Back when you were applying to undergraduate programs, you may have used college and university rankings to differentiate between “good” schools and less academically robust schools. As you ready yourself to apply to medical school, you may have noticed that med school programs are also ranked.
While some of the metrics used to determine med school rankings are similar to those used for undergraduate rankings — like the academic reputation of schools based on expert opinion — most med school graduates go on to residencies, meaning that the material outcomes of med schools are overwhelmingly similar. In light of this, delving deeper into how the rankings are determined and which components are most meaningful to you as a prospective med student can help you determine where to send your application or which school to attend.
If you are applying to med school, ask yourself these three questions when factoring medical school rankings into your admissions process:
— Which components of the med school rankings are most important for me?
— At what point in my med school application process should I think about rankings?
— Is there a downside to attending a med school with a lower ranking than another?
Which Components of the Med School Rankings Are Most Important for Me?

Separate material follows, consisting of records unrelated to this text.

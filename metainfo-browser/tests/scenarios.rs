use std::sync::Arc;

use metainfo_browser::{
    Adaptor, ArchiveContext, NavError, Navigator, SchemaError, SchemaRegistry, Value, ViewFlags,
    config::PaginationConfig,
    pager::{Direction, ListPager},
    search::build_index,
    source::{DocumentSource, InMemorySource},
    units::UnitContext,
};
use pretty_assertions::assert_eq;
use serde_json::json;

fn abx_registry() -> Arc<SchemaRegistry> {
    let registry = SchemaRegistry::from_json(&json!({
        "root": "Root",
        "sections": [
            {"name": "Root", "sub_sections": [{"name": "a", "section": "A"}]},
            {"name": "A", "sub_sections": [{"name": "b", "section": "B", "repeats": true}]},
            {"name": "B", "quantities": [{"name": "x", "type": "int"}]}
        ]
    }))
    .unwrap();
    Arc::new(registry)
}

fn navigator(document: Value) -> Navigator {
    let archive = ArchiveContext::new(abx_registry(), Arc::new(document));
    Navigator::new(Adaptor::root(archive), PaginationConfig::default())
}

#[test]
fn test_push_then_child_at_reads_the_selected_element() {
    let mut nav = navigator(json!({"a": {"b": [{"x": 1}, {"x": 2}, {"x": 3}]}}));
    nav.push("a").unwrap();
    nav.push("b:1").unwrap();
    let x = nav.focus().adaptor().child_at("x").unwrap();
    assert!(!x.is_section());
    assert_eq!(x.value(), &json!(2));
}

#[test]
fn test_unknown_property_leaves_lanes_unchanged() {
    let mut nav = navigator(json!({"a": {"b": [{"x": 1}]}}));
    nav.push("a").unwrap();
    let before: Vec<_> = nav.lanes().iter().map(|l| l.id()).collect();

    let err = nav.focus().adaptor().child_at("nonexistent").unwrap_err();
    assert!(matches!(err, NavError::UnknownProperty { .. }));
    assert!(matches!(
        nav.push("nonexistent"),
        Err(NavError::UnknownProperty { .. })
    ));

    let after: Vec<_> = nav.lanes().iter().map(|l| l.id()).collect();
    assert_eq!(before, after);
}

#[test]
fn test_lane_parent_chain_holds_after_any_sequence() {
    let items: Vec<Value> = (0..5).map(|i| json!({"x": i})).collect();
    let mut nav = navigator(json!({"a": {"b": items}}));
    let steps: [&dyn Fn(&mut Navigator); 8] = [
        &|n| {
            let _ = n.push("a");
        },
        &|n| {
            let _ = n.push("b:3");
        },
        &|n| {
            let _ = n.push("x");
        },
        &|n| {
            let _ = n.pop();
        },
        &|n| {
            let _ = n.push("b:9");
        },
        &|n| n.reset(),
        &|n| {
            let _ = n.navigate("a/b:4/x");
        },
        &|n| {
            let _ = n.select(1, "b:0");
        },
    ];
    for round in 0..3 {
        for (i, step) in steps.iter().enumerate() {
            if (i + round) % 3 == 2 {
                continue;
            }
            step(&mut nav);
            assert!(nav.check_invariant(), "round {round} step {i}");
            assert!(nav.len() >= 1);
        }
    }
}

#[test]
fn test_long_list_initial_and_expanded_windows() {
    let mut pager = ListPager::new(30, 10, 5, 10);
    let visible: Vec<usize> = pager.visible().collect();
    let expected: Vec<usize> = (0..10).chain(25..30).collect();
    assert_eq!(visible, expected);

    pager.expand(Direction::Down);
    let visible: Vec<usize> = pager.visible().collect();
    let expected: Vec<usize> = (0..20).chain(25..30).collect();
    assert_eq!(visible, expected);
    assert!(pager.has_controls());
}

#[test]
fn test_search_decorates_shared_leaf_names() {
    let registry = SchemaRegistry::from_json(&json!({
        "root": "Root",
        "sections": [
            {"name": "Root", "sub_sections": [
                {"name": "dos", "section": "Dos"},
                {"name": "bs", "section": "BandStructure"}
            ]},
            {"name": "Dos", "quantities": [{"name": "energy", "type": "float64", "unit": "joule"}]},
            {"name": "BandStructure", "quantities": [{"name": "energy", "type": "float64", "unit": "joule"}]}
        ]
    }))
    .unwrap();
    let doc = json!({"dos": {"energy": [0.1, 0.2]}, "bs": {"energy": [0.3]}});
    let labels: Vec<String> = build_index(&registry, &doc, registry.root())
        .into_iter()
        .filter(|o| o.name == "energy")
        .map(|o| o.label)
        .collect();
    assert_eq!(labels, ["energy (dos)", "energy (bs)"]);
}

#[test]
fn test_unresolved_schema_reference_aborts_load() {
    let err = SchemaRegistry::from_json(&json!({
        "root": "Root",
        "sections": [
            {"name": "Root", "sub_sections": [{"name": "a", "section": "Missing"}]}
        ]
    }))
    .unwrap_err();
    assert!(matches!(err, SchemaError::UnresolvedReference { .. }));
}

#[test]
fn test_child_at_is_deterministic() {
    let archive = ArchiveContext::new(
        abx_registry(),
        Arc::new(json!({"a": {"b": [{"x": 1}, {"x": 2}]}})),
    );
    let a = Adaptor::root(archive).child_at("a").unwrap();
    let flags = ViewFlags {
        show_all_defined: true,
        show_meta: true,
        ..Default::default()
    };
    let units = UnitContext::default();
    for key in ["b", "b:1"] {
        let first = a.child_at(key).unwrap().render(&flags, &units);
        let second = a.child_at(key).unwrap().render(&flags, &units);
        assert_eq!(first, second);
    }
}

#[test]
fn test_remote_pages_feed_the_navigator() {
    let full: Vec<Value> = (0..40).map(|i| json!({"x": i})).collect();
    let source = InMemorySource::new(json!({"a": {"b": full}}));
    // the browsed document carries only the first 12 elements
    let mut nav = navigator(json!({"a": {"b": (0..12).map(|i| json!({"x": i})).collect::<Vec<_>>()}}));
    nav.push("a").unwrap();

    let request = nav.page_request(1, "b", 12, 28).unwrap();
    let page = tokio_test::block_on(source.fetch_page(&request)).unwrap();
    assert!(nav.apply_page(&request, page));

    nav.push("b:39").unwrap();
    let x = nav.focus().adaptor().child_at("x").unwrap();
    assert_eq!(x.value(), &json!(39));
}

fn tree_registry() -> Arc<SchemaRegistry> {
    let registry = SchemaRegistry::from_json(&json!({
        "root": "Node",
        "sections": [{"name": "Node",
            "quantities": [{"name": "label", "type": "str"}],
            "sub_sections": [{"name": "child", "section": "Node", "repeats": true}]
        }]
    }))
    .unwrap();
    Arc::new(registry)
}

fn tree() -> Value {
    json!({"label": "root", "child": [
        {"label": "one", "child": [
            {"label": "two", "child": [{"label": "three"}]}
        ]}
    ]})
}

#[test]
fn test_recursive_schema_follows_data_depth() {
    let registry = tree_registry();
    let archive = ArchiveContext::new(registry.clone(), Arc::new(tree()));
    let mut nav = Navigator::new(Adaptor::root(archive), PaginationConfig::default());

    nav.navigate("child:0/child:0/child:0").unwrap();
    assert_eq!(nav.len(), 4);
    assert_eq!(nav.path(), "child:0/child:0/child:0");
    assert!(nav.check_invariant());
    let label = nav.focus().adaptor().child_at("label").unwrap();
    assert_eq!(label.value(), &json!("three"));
    // the deepest node has no children in the data
    assert!(matches!(
        nav.push("child:0"),
        Err(NavError::IndexOutOfRange { len: 0, .. })
    ));

    let options = build_index(&registry, &tree(), registry.root());
    let found: Vec<(&str, String)> = options
        .iter()
        .map(|o| (o.label.as_str(), o.target()))
        .collect();
    assert_eq!(
        found,
        [
            ("label (Node)", "label".to_string()),
            ("child (Node)", "child".to_string()),
            ("label (child)", "child:0/label".to_string()),
            ("child (child)", "child:0/child".to_string()),
        ]
    );
}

U.S. News & World Report shares its annual Best Medical Schools ranking criteria and methodology online. If you are thinking about using the rankings to inform any part of your application process or matriculation decision, be sure to review the components of the rankings before doing so.
Identify which components are most important to you. You might be most interested in total federal research funding, the percent of graduates practicing in primary care specialties or other parts of the ranking methodology.
Figuring out which parts are key for you before looking at the overall numerical rankings can help you more precisely define which med schools better fit your criteria. It can also help you avoid the error of defining a school’s worth solely by the overall rank number next to its name.
Keep in mind that U.S. News publishes two distinct rankings for the Best Medical Schools for Research and Best Medical Schools for Primary Care, based on various types of survey data. In addition, there are specialty rankings for fields like internal medicine, pediatrics and surgery, among others, which are based solely on ratings by medical school deans and senior faculty. And brand new this year, there are separate rankings that evaluate student diversity and graduate outcomes.
At What Point in My Med School Application Process Should I Think About Rankings?
The two points in time when looking at medical school rankings could be most helpful are when you are deciding which schools to apply to and when you are making your final decision on where to attend.
When deciding where to send your application, rankings may be helpful in selecting programs that best align with what you want. For example, if you are applying to M.D.-Ph.D. programs or if you want a wealth of research opportunities and funding, it makes sense to check out the research rankings for schools as well as the amount of total federal research funding they receive and the average amount of that funding per faculty member.
Conversely, if you are most interested in a primary care specialty, it makes sense to review the primary care rankings as you assemble your list of prospective schools.
Rankings can also be helpful as supplemental information when making a final decision on where you will attend med school. Again taking into account what you want in a program, you can use rankings to evaluate whether one program to which you have been accepted is stronger in a certain area than another.
This kind of evaluation requires delving more deeply into the criteria that go into determining a ranking. You may start with a school’s overall rank as a guide, but be sure to click through the information for the school itself to see which components of the program best suit your needs.
Is There a Downside to Attending a Med School With a Lower Ranking Than Another?
The short answer to this question is, “Not really.” U.S. News ranks only medical schools with accreditation from the Liaison Committee on Medical Education, known as the LCME, and the schools of osteopathic medicine accredited by the American Osteopathic Association — meaning that every ranked program has met the institutional and academic requirements for a program in medical education.
Every ranked program can help you on your path to becoming a doctor. While it is true that attending a highly ranked research institution increases your chances of matching into a residency in a selective field like dermatology or orthopedic surgery, it would be false to say that strong students from schools with lower rankings cannot match into these specialties.
If you are deciding between a higher-ranked school that may not fit you well and a lower-ranked school that fits you like a glove, you should consider going to the lower-ranked school. A strong student will be a strong student no matter where he or she goes, and four years is a long time to be in a place or program that does not feel right.